Animal song is not a well-defined term in scientific literature, and the use of the more broadly defined term 'vocalizations' is in more common use. Song generally consists of several successive vocal sounds incorporating multiple syllables.[1] Some sources distinguish between simpler vocalizations, termed "calls", reserving the term "song" for more complex productions.[2] Song-like productions have been identified in several groups of animals, including cetaceans (whales and dolphins), avians (birds), anurans (frogs), and humans. Social transmission of song has been found in groups including birds and cetaceans.

Anatomy of sound production

Mammals

Most mammalian species produce sound by passing air from the lungs across the larynx, vibrating the vocal folds.[3] Sound then enters the supralaryngeal vocal tract, which can be adjusted to produce various changes in sound output, providing refinement of vocalizations.[3] Although morphological differences between species affect sound production, neural control is thought to be more essential factor in producing the variations within human speech and song compared to those of other mammals.[3]

Toothed whale (Odontocete) vocal anatomy

Cetacean vocalizations are an exception to this general mechanism. Toothed whales (Odontocetes) pass air through a system of air sacs and muscular phonic lips, which vibrate to produce audible vocalizations, thus serving the function of vocal folds in other mammals.[4] Sound vibrations are conveyed to an organ in the head called the melon, which can be changed in shape to control and direct vocalizations.[5] Unlike in humans and other mammals, toothed whales are able to recycle air used in vocal production, allowing whales to sing without releasing air.[4] Some cetaceans, such as humpback whales, sing continuously for hours.[6]

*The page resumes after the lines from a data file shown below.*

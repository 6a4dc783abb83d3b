use chrono::{DateTime, Utc};
use log::warn;
use std::collections::BTreeMap;

/// A complete reading of the vote counts at one point in time.
///
/// Snapshots are never patched: a newer one replaces the held one wholesale,
/// and `total` is computed here so it always equals the sum of `counts`.
#[derive(Debug, Clone, PartialEq, Eq)]
pub struct TallySnapshot {
    counts: BTreeMap<String, u64>,
    total: u64,
    last_updated: DateTime<Utc>,
}

// One row of the ranked view of a snapshot
#[derive(Debug, Clone, PartialEq)]
pub struct Standing {
    pub key: String,
    pub count: u64,
    pub rank: usize,
    pub percentage: f64,
}

impl TallySnapshot {
    pub fn new(counts: BTreeMap<String, u64>, last_updated: DateTime<Utc>) -> Self {
        let total = counts.values().fold(0u64, |sum, count| {
            sum.checked_add(*count).unwrap_or_else(|| {
                warn!("Vote total overflows, capping at {}", u64::MAX);
                u64::MAX
            })
        });
        Self {
            counts,
            total,
            last_updated,
        }
    }

    // Repeated keys are summed rather than overwritten
    pub fn from_pairs<I, K>(pairs: I, last_updated: DateTime<Utc>) -> Self
    where
        I: IntoIterator<Item = (K, u64)>,
        K: Into<String>,
    {
        let mut counts: BTreeMap<String, u64> = BTreeMap::new();
        for (key, count) in pairs {
            let key = key.into();
            let held = counts.entry(key).or_insert(0);
            *held = held.checked_add(count).unwrap_or_else(|| {
                warn!("Vote count overflows, capping at {}", u64::MAX);
                u64::MAX
            });
        }
        Self::new(counts, last_updated)
    }

    pub fn empty(last_updated: DateTime<Utc>) -> Self {
        Self::new(BTreeMap::new(), last_updated)
    }

    pub fn counts(&self) -> &BTreeMap<String, u64> {
        &self.counts
    }

    pub fn count(&self, key: &str) -> u64 {
        self.counts.get(key).copied().unwrap_or(0)
    }

    pub fn total(&self) -> u64 {
        self.total
    }

    pub fn last_updated(&self) -> DateTime<Utc> {
        self.last_updated
    }

    pub fn is_older_than(&self, other: &TallySnapshot) -> bool {
        self.last_updated < other.last_updated
    }

    pub fn standings(&self) -> Vec<Standing> {
        let mut sorted: Vec<(&String, u64)> =
            self.counts.iter().map(|(key, count)| (key, *count)).collect();
        // Highest count first, ties broken by key so the order is stable
        sorted.sort_by(|a, b| b.1.cmp(&a.1).then_with(|| a.0.cmp(b.0)));

        let mut standings = Vec::with_capacity(sorted.len());
        let mut rank = 0;
        let mut previous: Option<u64> = None;
        for (position, (key, count)) in sorted.into_iter().enumerate() {
            // Equal counts share a rank
            if previous != Some(count) {
                rank = position + 1;
                previous = Some(count);
            }
            let percentage = if self.total > 0 {
                (count as f64 * 1000.0 / self.total as f64).round() / 10.0
            } else {
                0.0
            };
            standings.push(Standing {
                key: key.clone(),
                count,
                rank,
                percentage,
            });
        }
        standings
    }
}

Red-eyed tree frog (Litoria chloris) with inflated vocal sac while vocalizing

Anurans

Like mammals, anurans possess a larynx and vocal folds, which are used to create vibrations in sound production.[3] However, frogs also use structures called vocal sacs, elastic membranes in the base of the mouth which inflate during sound production.[7] These sacs provide both amplification and fine-tuning of sounds, and also allow air to be pushed back into the lungs during vocalizations.[4] This allows air used in sound production to be recycled, and is thought to have evolved to increase song efficiency.[7] Increased efficiency of sound production is important, as some frogs may produce calls lasting for several hours during mating seasons.[7] The New River tree frog (Trachycephalus hadroceps), for example, spends hours producing up to 38,000 calls in a single night, which is made possible through the efficient recycling of air by the vocal sac.[7]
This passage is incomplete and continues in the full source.